*Exercise directions:*
Scan the entries below for the string "inner" and copy every line where it turns up.

*Input for this task:*
★ ★ ★ ★ ★

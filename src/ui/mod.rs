//! Terminal rendering of a [`Session`].

pub mod game_common;
pub mod play_field;
pub mod sprites;

use crate::build_info;
use crate::constants::FLOOR_Y;
use crate::game::{GameState, Session};
use game_common::{create_game_layout, render_info_panel_frame, render_status_bar};
use play_field::render_play_field;
use ratatui::{
    layout::Rect,
    style::{Color, Modifier, Style},
    text::{Line, Span},
    widgets::Paragraph,
    Frame,
};

const INFO_PANEL_WIDTH: u16 = 24;

/// Draw the whole screen for the current frame.
pub fn draw(frame: &mut Frame, session: &Session) {
    let area = frame.size();
    let layout = create_game_layout(
        frame,
        area,
        " Stickman Jump ",
        Color::LightCyan,
        INFO_PANEL_WIDTH,
    );

    render_play_field(frame, layout.content, session);
    render_status_bar_content(frame, layout.status_bar, session);
    render_info_panel(frame, layout.info_panel, session);
}

fn render_status_bar_content(frame: &mut Frame, area: Rect, session: &Session) {
    match session.state {
        GameState::Splash => render_status_bar(
            frame,
            area,
            "Ready",
            Color::LightYellow,
            &[("[Any key/Click]", "Start"), ("[Ctrl+C]", "Quit")],
        ),
        GameState::Playing => render_status_bar(
            frame,
            area,
            "Run!",
            Color::LightGreen,
            &[("[Space/Click]", "Jump"), ("[Ctrl+C]", "Quit")],
        ),
        GameState::GameOver => render_status_bar(
            frame,
            area,
            "Crashed!",
            Color::LightRed,
            &[("[Any key/Click]", "Play again"), ("[Ctrl+C]", "Quit")],
        ),
    }
}

fn render_info_panel(frame: &mut Frame, area: Rect, session: &Session) {
    let inner = render_info_panel_frame(frame, area);
    let label = Style::default().fg(Color::DarkGray);
    let value = Style::default().fg(Color::White);

    let stickman = &session.stickman;
    let mut lines: Vec<Line> = vec![
        Line::from(vec![
            Span::styled("State: ", label),
            Span::styled(session.state.name(), Style::default().fg(Color::LightCyan)),
        ]),
        Line::from(vec![
            Span::styled("Score: ", label),
            Span::styled(
                session.score.to_string(),
                value.add_modifier(Modifier::BOLD),
            ),
        ]),
        Line::from(""),
        Line::from(vec![
            Span::styled("X: ", label),
            Span::styled(format!("{:.0}", stickman.x), value),
        ]),
        Line::from(vec![
            Span::styled("Height: ", label),
            Span::styled(format!("{:.0}", FLOOR_Y - stickman.y), value),
        ]),
        Line::from(vec![
            Span::styled("Velocity: ", label),
            Span::styled(format!("{:+.0}", stickman.y_velocity), value),
        ]),
        Line::from(""),
        Line::from(Span::styled(
            "Recent:",
            Style::default()
                .fg(Color::Yellow)
                .add_modifier(Modifier::BOLD),
        )),
    ];

    for entry in session.log.entries() {
        let color = if entry.is_alert {
            Color::LightRed
        } else {
            Color::Gray
        };
        lines.push(Line::from(Span::styled(
            format!(" {}", entry.message),
            Style::default().fg(color),
        )));
    }

    frame.render_widget(Paragraph::new(lines), inner);

    if session.state == GameState::Splash && inner.height > 0 {
        let footer = Paragraph::new(Line::from(Span::styled(
            build_info::build_label(),
            Style::default().fg(Color::DarkGray),
        )));
        let footer_area = Rect {
            y: inner.y + inner.height - 1,
            height: 1,
            ..inner
        };
        frame.render_widget(footer, footer_area);
    }
}

#[cfg(test)]
mod tests {
    use super::*;
    use crate::input::{InputEvent, Key};
    use ratatui::{backend::TestBackend, Terminal};

    fn render(session: &Session, width: u16, height: u16) -> String {
        let mut terminal = Terminal::new(TestBackend::new(width, height)).unwrap();
        terminal.draw(|frame| draw(frame, session)).unwrap();

        let buffer = terminal.backend().buffer();
        let mut text = String::new();
        for y in 0..height {
            for x in 0..width {
                text.push_str(buffer.get(x, y).symbol());
            }
            text.push('\n');
        }
        text
    }

    #[test]
    fn test_splash_screen() {
        let session = Session::new();
        let screen = render(&session, 100, 30);

        assert!(screen.contains("Stickman Jump"));
        assert!(screen.contains("Innovus Innovation Center"));
        assert!(screen.contains("Click / tap or press any key to begin"));
        assert!(screen.contains("Title"));
        assert!(!screen.contains("╔══╗"), "entities hidden on splash");
    }

    #[test]
    fn test_playing_screen_shows_score_and_entities() {
        let mut session = Session::new();
        session.run_frame(&[InputEvent::KeyDown(Key::Other)], 1.0 / 60.0);
        session.score = 3;
        let screen = render(&session, 100, 30);

        assert!(screen.contains("Score: 3"));
        assert!(screen.contains("╔══╗"), "box drawn");
        assert!(screen.contains(" o "), "stickman head drawn");
        assert!(screen.contains("Run started"), "event log in info panel");
        assert!(screen.contains("Jump"));
    }

    #[test]
    fn test_game_over_overlay() {
        let mut session = Session::new();
        session.state = GameState::GameOver;
        let screen = render(&session, 100, 30);

        assert!(screen.contains("GAME OVER!"));
        assert!(screen.contains("press any key to play again"));
        assert!(screen.contains("Play again"));
    }

    #[test]
    fn test_tiny_terminal_does_not_panic() {
        let session = Session::new();
        for (w, h) in [(1, 1), (10, 4), (30, 6), (44, 12)] {
            render(&session, w, h);
        }
    }
}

★ ★ ★ ★ ★

*Answer:*
    let inner = render_info_panel_frame(frame, area);
    frame.render_widget(Paragraph::new(lines), inner);
    if session.state == GameState::Splash && inner.height > 0 {
            y: inner.y + inner.height - 1,
            ..inner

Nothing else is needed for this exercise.